Entscheidend ist, Gelegenheiten zu nutzen, um Klänge in einem breiteren Kontext zu präsentieren, damit die Teams selbst beurteilen können, inwieweit der Klang den übergeordneten kreativen Zielen des Erlebnisses gerecht wird.
Wenn Klang zu einem entscheidenden Instrument für kreative Entscheidungen wird, indem er die Wahrnehmung der Schöpfer gegenüber ihrem Projekt verändert, wird sein Wert offensichtlich.
Ich bin kürzlich von einer Klangpräsentation zu einem Prototyp eines Fahrgeräts für ein Projekt zurückgekehrt, dessen Eröffnung noch Jahre entfernt ist. Unser einziges Ziel war es, Klang als wahrnehmbares Medium in den Vordergrund zu stellen.
Wir wussten, dass das Team die Klänge als solche wahrnahm, als sich das Gespräch schnell von der Frage, wie sich die Dinge anhörten, hin zu der Frage verlagerte, was mit Klang erreicht werden konnte und wie er das Erlebnis prägen könnte.
Anstatt dass ich versuchte zu beschreiben, was Klang bewirken kann, erlebte das Team dies hautnah und gewann so wertvolle Einblicke in das Erlebnis, das es gerade gestaltet. Trotz vorhandener Animatics, Konzeptzeichnungen und Modelle bemerkte der Produzent: „Das ist die bisher beste Darstellung dieses Erlebnisses.“
Wenn Klang zu einem entscheidenden Instrument für kreative Entscheidungen wird, indem er die Wahrnehmung des Projekts durch die Schöpfer verändert, wird sein Wert offensichtlich. In den frühen Phasen eines Projekts prägt und beeinflusst diese Art der Wahrnehmung die nachfolgenden Arbeitsschritte.
Klänge, die die Wahrnehmung der Gäste prägen, gehören zu den wirkungsvollsten Instrumenten, die diesen Projektteams zur Verfügung stehen. Wenn sie richtig und in Zusammenarbeit gestaltet werden, können sie die Wahrnehmung der Gäste in Bezug auf jeden Aspekt des Erlebnisses verändern.
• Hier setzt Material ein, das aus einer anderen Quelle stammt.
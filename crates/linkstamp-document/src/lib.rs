// SPDX-License-Identifier: PMPL-1.0-or-later
// Copyright (c) 2026 Jonathan D.A. Jewell (hyperpolymath) <jonathan.jewell@open.ac.uk>
//
// linkstamp-document — PDF handling for Linkstamp.
//
// Provides document inspection (page count, text runs, link targets) and the
// export composer that stamps link annotations onto the pages of a PDF.

pub mod pdf;

// Re-export the primary structs so callers can use `linkstamp_document::PdfReader` etc.
pub use pdf::composer::{ExportComposer, ExportSummary};
pub use pdf::reader::PdfReader;
// SPDX-License-Identifier: PMPL-1.0-or-later
// Copyright (c) 2026 Jonathan D.A. Jewell (hyperpolymath) <jonathan.jewell@open.ac.uk>
//
// Interactive shell — reads commands from stdin, drives the session, and runs
// exports in the background so the prompt stays responsive.

use std::io::Write as _;
use std::path::{Path, PathBuf};

use linkstamp_core::AppConfig;
use linkstamp_core::error::{LinkstampError, Result};
use linkstamp_core::human_errors::{Severity, humanize_error};
use linkstamp_document::{ExportComposer, ExportSummary};
use tokio::io::{AsyncBufRead, AsyncBufReadExt, BufReader};
use tokio::sync::mpsc;
use tracing::{debug, error, info, instrument};

use crate::command::{Command, HELP, parse_command};
use crate::services::downloads;
use crate::session::{ExportJob, Session, SourceDocument};

/// What the loop should do after a command ran.
#[derive(Debug)]
pub enum Outcome {
    Reply(String),
    /// Run this export in the background.
    Export(ExportJob),
    Quit,
}

/// A finished, delivered export.
#[derive(Debug)]
pub struct ExportReport {
    pub path: PathBuf,
    pub summary: ExportSummary,
}

pub struct Shell {
    session: Session,
    composer: ExportComposer,
    download_dir: PathBuf,
    export_file_name: String,
}
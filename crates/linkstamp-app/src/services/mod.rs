// SPDX-License-Identifier: PMPL-1.0-or-later
// Copyright (c) 2026 Jonathan D.A. Jewell (hyperpolymath) <jonathan.jewell@open.ac.uk>
//
// Service layer — filesystem concerns the shell needs around a session:
// where settings live and where exported documents are delivered.

pub mod config_store;
pub mod downloads;
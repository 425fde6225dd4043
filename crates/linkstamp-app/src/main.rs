// SPDX-License-Identifier: PMPL-1.0-or-later
// Copyright (c) 2026 Jonathan D.A. Jewell (hyperpolymath) <jonathan.jewell@open.ac.uk>
//
// Linkstamp — attach link annotations to the pages of a PDF and export a copy
// with every link written onto every page.
//
// Entry point. Initialises logging, loads settings, and launches the shell.

mod command;
mod services;
mod session;
mod shell;

use std::path::PathBuf;
use std::process::ExitCode;

use clap::Parser;
use linkstamp_core::human_errors::humanize_error;

use services::{config_store, downloads};
use shell::Shell;

#[derive(Debug, Parser)]
#[command(name = "linkstamp", version, about = "Stamp link annotations onto the pages of a PDF")]
struct Args {
    /// PDF to open at startup.
    file: Option<PathBuf>,

    /// Directory exported files are written to.
    #[arg(long, value_name = "DIR")]
    out_dir: Option<PathBuf>,

    /// Settings file (JSON).
    #[arg(long, value_name = "PATH")]
    config: Option<PathBuf>,

    /// Page to start on.
    #[arg(long, value_name = "N")]
    page: Option<u32>,

    /// Write the effective settings to the settings file and exit.
    #[arg(long)]
    init_config: bool,
}

#[tokio::main(flavor = "current_thread")]
async fn main() -> ExitCode {
    tracing_subscriber::fmt()
        .with_env_filter(
            tracing_subscriber::EnvFilter::try_from_default_env()
                .unwrap_or_else(|_| tracing_subscriber::EnvFilter::new("info")),
        )
        .with_writer(std::io::stderr)
        .init();

    let args = Args::parse();
    tracing::info!("Linkstamp starting");

    let config_path = args.config.clone().unwrap_or_else(config_store::config_path);
    let config = config_store::load_config(&config_path);

    if args.init_config {
        return match config_store::persist_config(&config_path, &config) {
            Ok(()) => {
                println!("Settings written to {}", config_path.display());
                ExitCode::SUCCESS
            }
            Err(err) => {
                eprintln!("{}", humanize_error(&err));
                ExitCode::FAILURE
            }
        };
    }

    let download_dir = args
        .out_dir
        .or_else(|| config.download_dir.clone())
        .unwrap_or_else(downloads::download_dir);

    let shell = Shell::new(&config, download_dir);
    match shell.run(args.file, args.page).await {
        Ok(()) => ExitCode::SUCCESS,
        Err(err) => {
            tracing::error!(error = %err, "shell stopped with an error");
            eprintln!("{}", humanize_error(&err));
            ExitCode::FAILURE
        }
    }
}
// SPDX-License-Identifier: PMPL-1.0-or-later
// Copyright (c) 2026 Jonathan D.A. Jewell (hyperpolymath) <jonathan.jewell@open.ac.uk>
//
// Small PDFs built in memory for tests. Enabled for dependent crates by the
// `test-fixtures` feature.

use lopdf::content::{Content, Operation};
use lopdf::{Dictionary, Document, Object, ObjectId, Stream, dictionary};
use printpdf::{BuiltinFont, Mm, Op, PdfDocument, PdfPage, PdfSaveOptions, PdfWarnMsg, Point, Pt, TextItem};

fn media_box() -> Object {
    vec![0.into(), 0.into(), 612.into(), 792.into()].into()
}

fn text_stream(text: &str) -> Stream {
    let content = Content {
        operations: vec![
            Operation::new("BT", vec![]),
            Operation::new("Tf", vec!["F1".into(), 24.into()]),
            Operation::new("Td", vec![100.into(), 700.into()]),
            Operation::new("Tj", vec![Object::string_literal(text)]),
            Operation::new("ET", vec![]),
        ],
    };
    Stream::new(Dictionary::new(), content.encode().expect("encode fixture content"))
}

fn helvetica_resources(doc: &mut Document) -> Dictionary {
    let font_id = doc.add_object(dictionary! {
        "Type" => "Font",
        "Subtype" => "Type1",
        "BaseFont" => "Helvetica",
    });
    dictionary! {
        "Font" => dictionary! { "F1" => Object::Reference(font_id) },
    }
}

/// Assemble a page tree from page dictionaries and serialise the document.
fn finish(mut doc: Document, pages_id: ObjectId, mut pages: Vec<Dictionary>, tree_extra: Dictionary) -> Vec<u8> {
    let mut kids = Vec::with_capacity(pages.len());
    for mut page in pages.drain(..) {
        page.set("Type", "Page");
        page.set("Parent", Object::Reference(pages_id));
        kids.push(Object::Reference(doc.add_object(page)));
    }

    let mut tree = dictionary! {
        "Type" => "Pages",
        "Count" => kids.len() as i64,
        "Kids" => kids,
        "MediaBox" => media_box(),
    };
    for (key, value) in tree_extra.iter() {
        tree.set(key.clone(), value.clone());
    }
    doc.objects.insert(pages_id, Object::Dictionary(tree));

    let catalog_id = doc.add_object(dictionary! {
        "Type" => "Catalog",
        "Pages" => Object::Reference(pages_id),
    });
    doc.trailer.set("Root", Object::Reference(catalog_id));

    let mut output = Vec::new();
    doc.save_to(&mut output).expect("save fixture");
    output
}

/// `count` empty pages with no content and no resources.
pub fn blank_pdf(count: usize) -> Vec<u8> {
    let mut doc = Document::with_version("1.5");
    let pages_id = doc.new_object_id();
    let pages = (0..count).map(|_| Dictionary::new()).collect();
    finish(doc, pages_id, pages, Dictionary::new())
}

/// One page per entry, each showing its text with font resource `F1`.
pub fn text_pdf(texts: &[&str]) -> Vec<u8> {
    let mut doc = Document::with_version("1.5");
    let pages_id = doc.new_object_id();
    let resources = helvetica_resources(&mut doc);
    let resources_id = doc.add_object(resources);

    let pages = texts
        .iter()
        .map(|text| {
            let content_id = doc.add_object(text_stream(text));
            dictionary! {
                "Contents" => Object::Reference(content_id),
                "Resources" => Object::Reference(resources_id),
            }
        })
        .collect();
    finish(doc, pages_id, pages, Dictionary::new())
}

/// One page that already carries a URI link annotation.
pub fn pdf_with_link(uri: &str) -> Vec<u8> {
    let mut doc = Document::with_version("1.5");
    let pages_id = doc.new_object_id();
    let link_id = doc.add_object(dictionary! {
        "Type" => "Annot",
        "Subtype" => "Link",
        "Rect" => vec![10.into(), 10.into(), 50.into(), 20.into()],
        "A" => dictionary! {
            "S" => "URI",
            "URI" => Object::string_literal(uri),
        },
    });
    let page = dictionary! {
        "Annots" => vec![Object::Reference(link_id)],
    };
    finish(doc, pages_id, vec![page], Dictionary::new())
}

/// One page whose font resources are inherited from the page tree node.
pub fn inherited_resources_pdf() -> Vec<u8> {
    let mut doc = Document::with_version("1.5");
    let pages_id = doc.new_object_id();
    let resources = helvetica_resources(&mut doc);
    let content_id = doc.add_object(text_stream("inherited"));
    let page = dictionary! {
        "Contents" => Object::Reference(content_id),
    };
    let tree_extra = dictionary! { "Resources" => resources };
    finish(doc, pages_id, vec![page], tree_extra)
}

/// A document generated by `printpdf`, one page per line of text.
pub fn generated_pdf(lines: &[&str]) -> Vec<u8> {
    let mut doc = PdfDocument::new("Linkstamp fixture");
    let pages = lines
        .iter()
        .map(|line| {
            let ops = vec![
                Op::StartTextSection,
                Op::SetTextCursor {
                    pos: Point {
                        x: Pt(72.0),
                        y: Pt(720.0),
                    },
                },
                Op::SetFontSizeBuiltinFont {
                    size: Pt(11.0),
                    font: BuiltinFont::Helvetica,
                },
                Op::WriteTextBuiltinFont {
                    items: vec![TextItem::Text((*line).to_owned())],
                    font: BuiltinFont::Helvetica,
                },
                Op::EndTextSection,
            ];
            PdfPage::new(Mm(210.0), Mm(297.0), ops)
        })
        .collect();
    doc.with_pages(pages);

    let mut warnings: Vec<PdfWarnMsg> = Vec::new();
    doc.save(&PdfSaveOptions::default(), &mut warnings)
}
Dabei ist jedoch eine andere Denkweise erforderlich – es geht nicht nur darum, was die Gäste hören, sondern auch darum, was sie glauben werden.
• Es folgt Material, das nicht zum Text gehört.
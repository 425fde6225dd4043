// SPDX-License-Identifier: PMPL-1.0-or-later
// Copyright (c) 2026 Jonathan D.A. Jewell (hyperpolymath) <jonathan.jewell@open.ac.uk>
//
// Object-graph helpers over `lopdf`: resolving page dictionaries, resources,
// content arrays, and annotation arrays.
//
// Structural problems found while walking the graph (a page that is not a
// dictionary, an /Annots entry that is not an array) are reported as
// `DocumentParse`: the source document is malformed.

use linkstamp_core::error::{LinkstampError, Result};
use lopdf::{Dictionary, Document, Object, ObjectId};

/// Limit on /Parent hops when looking for inherited page attributes.
const MAX_TREE_DEPTH: usize = 32;

pub(crate) fn dict_of(document: &Document, id: ObjectId) -> Result<&Dictionary> {
    document
        .get_object(id)
        .and_then(Object::as_dict)
        .map_err(|err| {
            LinkstampError::DocumentParse(format!("object {:?} is not a dictionary: {}", id, err))
        })
}

pub(crate) fn dict_of_mut(document: &mut Document, id: ObjectId) -> Result<&mut Dictionary> {
    document
        .get_object_mut(id)
        .and_then(Object::as_dict_mut)
        .map_err(|err| {
            LinkstampError::DocumentParse(format!("object {:?} is not a dictionary: {}", id, err))
        })
}

/// Follow a single level of indirection.
pub(crate) fn resolve<'a>(document: &'a Document, object: &'a Object) -> Result<&'a Object> {
    match object {
        Object::Reference(id) => document.get_object(*id).map_err(|err| {
            LinkstampError::DocumentParse(format!("dangling reference {:?}: {}", id, err))
        }),
        other => Ok(other),
    }
}

/// Resource dictionary that applies to a page.
///
/// Returns the object ID when the page itself points at an indirect resource
/// dictionary, so edits can be written back there. Inline and inherited
/// resources come back with `None` and must be stored inline on the page.
pub(crate) fn page_resources(
    document: &Document,
    page_id: ObjectId,
) -> Result<(Option<ObjectId>, Dictionary)> {
    let mut node_id = page_id;
    for _ in 0..MAX_TREE_DEPTH {
        let node = dict_of(document, node_id)?;
        match node.get(b"Resources") {
            Ok(Object::Reference(id)) => {
                let resources = dict_of(document, *id)?.clone();
                let owner = (node_id == page_id).then_some(*id);
                return Ok((owner, resources));
            }
            Ok(Object::Dictionary(dict)) => return Ok((None, dict.clone())),
            _ => {}
        }
        match node.get(b"Parent") {
            Ok(Object::Reference(parent)) => node_id = *parent,
            _ => break,
        }
    }
    Ok((None, Dictionary::new()))
}

/// Current /Contents entries of a page as a flat list of objects.
pub(crate) fn page_content_entries(document: &Document, page_id: ObjectId) -> Result<Vec<Object>> {
    let page = dict_of(document, page_id)?;
    let contents = match page.get(b"Contents") {
        Ok(contents) => contents,
        Err(_) => return Ok(Vec::new()),
    };

    match contents {
        Object::Array(items) => Ok(items.clone()),
        Object::Reference(id) => match resolve(document, contents)? {
            // An indirect array of streams is flattened into the page.
            Object::Array(items) => Ok(items.clone()),
            _ => Ok(vec![Object::Reference(*id)]),
        },
        Object::Null => Ok(Vec::new()),
        _ => Err(LinkstampError::DocumentParse(format!(
            "page {:?} has /Contents that is neither a stream nor an array",
            page_id
        ))),
    }
}

/// Append an annotation reference to a page's /Annots array.
pub(crate) fn push_annotation(
    document: &mut Document,
    page_id: ObjectId,
    annotation_id: ObjectId,
) -> Result<()> {
    let existing = dict_of(document, page_id)?.get(b"Annots").ok().cloned();

    match existing {
        Some(Object::Reference(array_id)) => match document.get_object_mut(array_id) {
            Ok(Object::Array(items)) => items.push(Object::Reference(annotation_id)),
            _ => {
                return Err(LinkstampError::DocumentParse(format!(
                    "/Annots of page {:?} does not reference an array",
                    page_id
                )));
            }
        },
        Some(Object::Array(mut items)) => {
            items.push(Object::Reference(annotation_id));
            dict_of_mut(document, page_id)?.set("Annots", Object::Array(items));
        }
        _ => {
            dict_of_mut(document, page_id)?.set(
                "Annots",
                Object::Array(vec![Object::Reference(annotation_id)]),
            );
        }
    }
    Ok(())
}
// SPDX-License-Identifier: PMPL-1.0-or-later
// Copyright (c) 2026 Jonathan D.A. Jewell (hyperpolymath) <jonathan.jewell@open.ac.uk>
//
// Application configuration.

use std::path::PathBuf;

use serde::{Deserialize, Serialize};

/// File name every export is delivered under.
pub const DEFAULT_EXPORT_FILE_NAME: &str = "edited_pdf.pdf";

/// Which pages an annotation is written onto during export.
#[derive(Debug, Clone, Copy, PartialEq, Eq, Default, Serialize, Deserialize)]
#[serde(rename_all = "snake_case")]
pub enum ExportScope {
    /// Every annotation is written onto every page, whatever page it was
    /// attached to. This is the established export behaviour.
    #[default]
    EveryPage,
    /// An annotation is written only onto the page it was attached to.
    AttachedPage,
}

/// Placement and appearance of the text written for each annotation.
///
/// Coordinates are PDF user-space points from the bottom-left corner of the
/// page. Colours are RGB in the 0.0–1.0 range.
#[derive(Debug, Clone, PartialEq, Serialize, Deserialize)]
#[serde(default)]
pub struct OverlayStyle {
    /// Literal text drawn before the link.
    pub caption: String,
    pub x: f32,
    pub y: f32,
    pub font_size: f32,
    /// Horizontal distance from the caption origin to the link origin.
    pub link_offset: f32,
    pub caption_color: [f32; 3],
    pub link_color: [f32; 3],
    /// Draw a thin rule under the link text.
    pub underline: bool,
    /// Attach a `/Link` annotation with a URI action over the link text.
    pub clickable_links: bool,
}

impl Default for OverlayStyle {
    fn default() -> Self {
        Self {
            caption: "Explore here".into(),
            x: 20.0,
            y: 20.0,
            font_size: 12.0,
            link_offset: 100.0,
            caption_color: [0.0, 0.0, 0.0],
            link_color: [0.0, 0.0, 1.0],
            underline: true,
            clickable_links: true,
        }
    }
}

/// Persistent application settings.
#[derive(Debug, Clone, PartialEq, Serialize, Deserialize)]
#[serde(default)]
pub struct AppConfig {
    /// Name of the file each export is written to.
    pub export_file_name: String,
    /// Directory exports are delivered into. `None` means the platform
    /// download directory.
    pub download_dir: Option<PathBuf>,
    pub export_scope: ExportScope,
    pub overlay: OverlayStyle,
}

impl Default for AppConfig {
    fn default() -> Self {
        Self {
            export_file_name: DEFAULT_EXPORT_FILE_NAME.into(),
            download_dir: None,
            export_scope: ExportScope::default(),
            overlay: OverlayStyle::default(),
        }
    }
}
Wenn ich sie baue, möchte ich nicht, dass die Gäste denken, meine Arbeit klinge gut; ich möchte, dass sie glauben, der Bär sei in der Höhle.
Dieser Beitrag ist der dritte Teil einer dreiteiligen Serie des Präsidenten und Kreativdirektors von Sound Sculpture Inc, in der das Sounddesign im Bereich der Themenunterhaltung beleuchtet wird.